▶ EXERCISE:
Scan the records below. List lines holding "bounds".

▼▼▼

use super::compositor::GlyphCompositor;
use super::decompose::{DecomposedOutline, Segment};
use super::glyph::{BoundingBox, Glyph};

/// Emits the bounding box quad followed by the raw line and curve soup.
///
/// Never fails, which makes it the fallback of the other strategies.
#[allow(clippy::cast_possible_truncation)]
pub(super) fn build(glyph: &mut Glyph, outline: &DecomposedOutline) {
    let Some(bounds) = BoundingBox::from_points(&outline.vertices) else {
        return;
    };
    GlyphCompositor::bounding_box_quad(&bounds, &mut glyph.vertices, &mut glyph.triangles);

    let base = glyph.vertices.len() as u32;
    glyph.vertices.extend_from_slice(&outline.vertices);
    for contour in &outline.contours {
        for segment in &contour.segments {
            match *segment {
                Segment::Line(edge) => glyph.lines.extend([base + edge.first, base + edge.second]),
                Segment::Quad(curve) => {
                    glyph
                        .curves
                        .extend([base + curve.start, base + curve.control, base + curve.end]);
                }
            }
        }
    }
}
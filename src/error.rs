use thiserror::Error;

/// Top-level error type for glyphforge.
#[derive(Debug, Error)]
pub enum GlyphforgeError {
    #[error(transparent)]
    Geometry(#[from] GeometryError),

    #[error(transparent)]
    Allocation(#[from] AllocationError),

    #[error(transparent)]
    Tessellation(#[from] TessellationError),

    #[error(transparent)]
    Font(#[from] FontError),
}

/// Errors raised by malformed polygon input.
#[derive(Debug, Error)]
pub enum GeometryError {
    #[error("degenerate geometry: {0}")]
    Degenerate(String),

    #[error("outline is not closed")]
    OpenOutline,

    #[error("zero-length edge between vertices {first} and {second}")]
    ZeroLengthEdge { first: u32, second: u32 },

    #[error("vertex index {0} is out of range")]
    VertexOutOfRange(u32),

    #[error("contour walk failed: {0}")]
    WalkFailed(String),
}

/// Errors raised by the allocation managers and the staging ring.
///
/// Running out of space is not an error: allocators report it by returning
/// `0` or `None`.
#[derive(Debug, Error)]
pub enum AllocationError {
    #[error("allocation handle {handle} is not valid")]
    InvalidHandle { handle: String },

    #[error("allocation handle {handle} was already freed")]
    DoubleFree { handle: String },

    #[error("fence for frame {frame} did not signal within {timeout_ms} ms")]
    ResourceTimeout { frame: u64, timeout_ms: u128 },
}

/// Errors related to tessellation.
#[derive(Debug, Error)]
pub enum TessellationError {
    #[error("invalid tessellation parameters: {0}")]
    InvalidParameters(String),

    #[error("tessellation failed: {0}")]
    Failed(String),
}

/// Errors reported by font backends.
#[derive(Debug, Error)]
pub enum FontError {
    #[error("glyph {0} not found")]
    GlyphNotFound(u32),

    #[error("font backend error: {0}")]
    Backend(String),
}

/// Convenience type alias for results using [`GlyphforgeError`].
pub type Result<T> = std::result::Result<T, GlyphforgeError>;
mod circular_list;
mod edge;
mod outline;

pub use circular_list::{CircularList, NodeId};
pub use edge::{Curve, Edge, VertexIndex};
pub use outline::{Contour, Orientation, Outline};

▲▲▲

▶ ANSWER TO THE PROBLEM:
    let Some(bounds) = BoundingBox::from_points(&outline.vertices) else {
    GlyphCompositor::bounding_box_quad(&bounds, &mut glyph.vertices, &mut glyph.triangles);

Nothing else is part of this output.